All four of my hives have top entrances on one end. At the bottom of each end I have removable 5 1/2" X 1 1/2" doors; they really came in handy. I ran water from a hose through one end to clean out all the dead bee larvae the shb larva had replaced plus the hundreds of shb larva that were on the bottom floor board... disgusting. We caught all of that crap in a plastic bag and put the bag in the freezer along with the box holding the five bars/comb with shb larva.


----------



## Dunham Bee Farm (May 12, 2012)

Makes my heart sink to hear of your losses... I lost one colony early this spring due to the girls deciding to swarm (which I didn't catch) 2 days after the queen was released. Tried requeening with a laying worker, didn't work, learned volumes throughout this first year as a beekeeper. I wish you all the best with the queens!


----------



## jonathan (Nov 3, 2009)

If you recently killed your queens they will more than likely have made a new one from available eggs or young larvae. If there is a virgin queen in the hive anything you introduce will be killed.


----------



## Hoosier (Aug 11, 2011)

Dunham Bee Farm said:


> Makes my heart sink to hear of your losses... I lost one colony early this spring due to the girls deciding to swarm (which I didn't catch) 2 days after the queen was released. Tried requeening with a laying worker, didn't work, learned volumes throughout this first year as a beekeeper. I wish you all the best with the queens!


Thanks, Dunham Bee Farm, sounds like you've been there too. Ironically I was just out looking at the better-condition hive and noticed they were bringing in pollen... made me think... hmmm, possibly I have a laying worker. Ah, wellllllll, there's always next year...  THE BEST LAID PLANS OF MICE AND MEN GO OFT' AWRY.


----------



## Hoosier (Aug 11, 2011)

jonathan said:


> If you recently killed your queens they will more than likely have made a new one from available eggs or young larvae. If there is a virgin queen in the hive anything you introduce will be killed.

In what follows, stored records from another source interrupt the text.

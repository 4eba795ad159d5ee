//! `opshield approve` - drop the legacy approval token for an incident.
//!
//! The approval queue is authoritative, but a suspended loop also polls
//! `approvals/<incident>.approve`; writing that file from a shell is the
//! lowest-friction way for an operator to release a waiting action.

use opshield_runtime::ledger::{EntryType, TrustLedger};

use crate::exit_codes;

pub fn run(matches: &clap::ArgMatches) -> i32 {
    let config = match super::load_config(matches) {
        Ok(config) => config,
        Err(e) => {
            eprintln!("configuration error: {}", e);
            return exit_codes::INTERNAL_ERROR;
        }
    };

    let incident = matches
        .get_one::<String>("incident")
        .map(String::as_str)
        .unwrap_or_default();
    let approver = matches
        .get_one::<String>("approver")
        .map(String::as_str)
        .unwrap_or("operator");

    let approvals_dir = config.storage.approvals_dir();
    if let Err(e) = std::fs::create_dir_all(&approvals_dir) {
        eprintln!("incident {}: cannot create approvals directory: {}", incident, e);
        return exit_codes::INTERNAL_ERROR;
    }

    let token = approvals_dir.join(format!("{}.approve", incident));
    if let Err(e) = std::fs::write(&token, approver) {
        eprintln!("incident {}: cannot write approval token: {}", incident, e);
        return exit_codes::INTERNAL_ERROR;
    }

    // Record the approval in the audit chain as well.
    match TrustLedger::open(config.storage.ledger_path()) {
        Ok(ledger) => {
            if let Err(e) = ledger.append(
                EntryType::Approval,
                approver,
                "approved",
                incident,
                serde_json::json!({"method": "legacy_file_token"}),
            ) {
                eprintln!("incident {}: ledger append failed: {}", incident, e);
                return exit_codes::INTERNAL_ERROR;
            }
        }
        Err(e) => {
            eprintln!("incident {}: ledger unavailable: {}", incident, e);
            return exit_codes::INTERNAL_ERROR;
        }
    }

    println!("incident {}: approval token written ({})", incident, token.display());
    exit_codes::RESOLVED
}
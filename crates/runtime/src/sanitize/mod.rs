//! Data sanitization
//!
//! The only path by which any text reaches an external model. Ordered
//! redaction rules strip or hash secrets, PII, and infrastructure detail;
//! the reasoning bundle builder wraps findings into an explicitly
//! enumerated, abstracted structure that never carries raw code.

mod bundle;
mod sanitizer;

pub use bundle::{ReasoningBundle, ReasoningBundleBuilder};
pub use sanitizer::{
    DataType, Redaction, SanitizationResult, Sanitizer, SensitivityLevel,
};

Jonathan, I was hoping that there would be eggs or young larvae, but my wife and I checked both hives closely; there were none of either. BUT, I just saw the best hive's bees bringing in pollen; that makes me think I have a laying worker. Ya never know though, there just MIGHT be a virgin queen in there now, and that'd be okay and much better than a laying worker. I'll lechano.


----------



## Mr.Beeman (May 19, 2012)

Remember to leave the queens caged up in the hive for three days or so. I know you are aware of this, but just wanted to make sure! lol


----------



## sqkcrk (Dec 10, 2005)

Hoosier said:


> Thanks, but why on Earth do you think "...Chances are they won't"? From everything that I've ever read, when a queen shows up in a hive that's lost their queen, the bees become so overjoyed that you'd think it was Christmas.


Statistically, even when nucs are made, a certain percentage of queens are not accepted. Ten to 25% is not uncommon. In your case, your bees have been w/out a queen for long enough that they may well have workers who have started laying eggs. In that case, your bees "think" they have a queen. So, any queen you install will be killed, balled by the bees.

How long have your bees been queenless, as far as you can tell? What's your best guess?

If I were you, and had access to frames of brood, I would put two frames of capped brood and one frame of open brood w/ eggs into each of these hives, letting them raise their own queen. Then you wouldn't waste your money trying to install a queen in your hives. That's what I would do.


----------



## throrope (Dec 18, 2008)

Last year I put two three pound packages in hives with built out comb.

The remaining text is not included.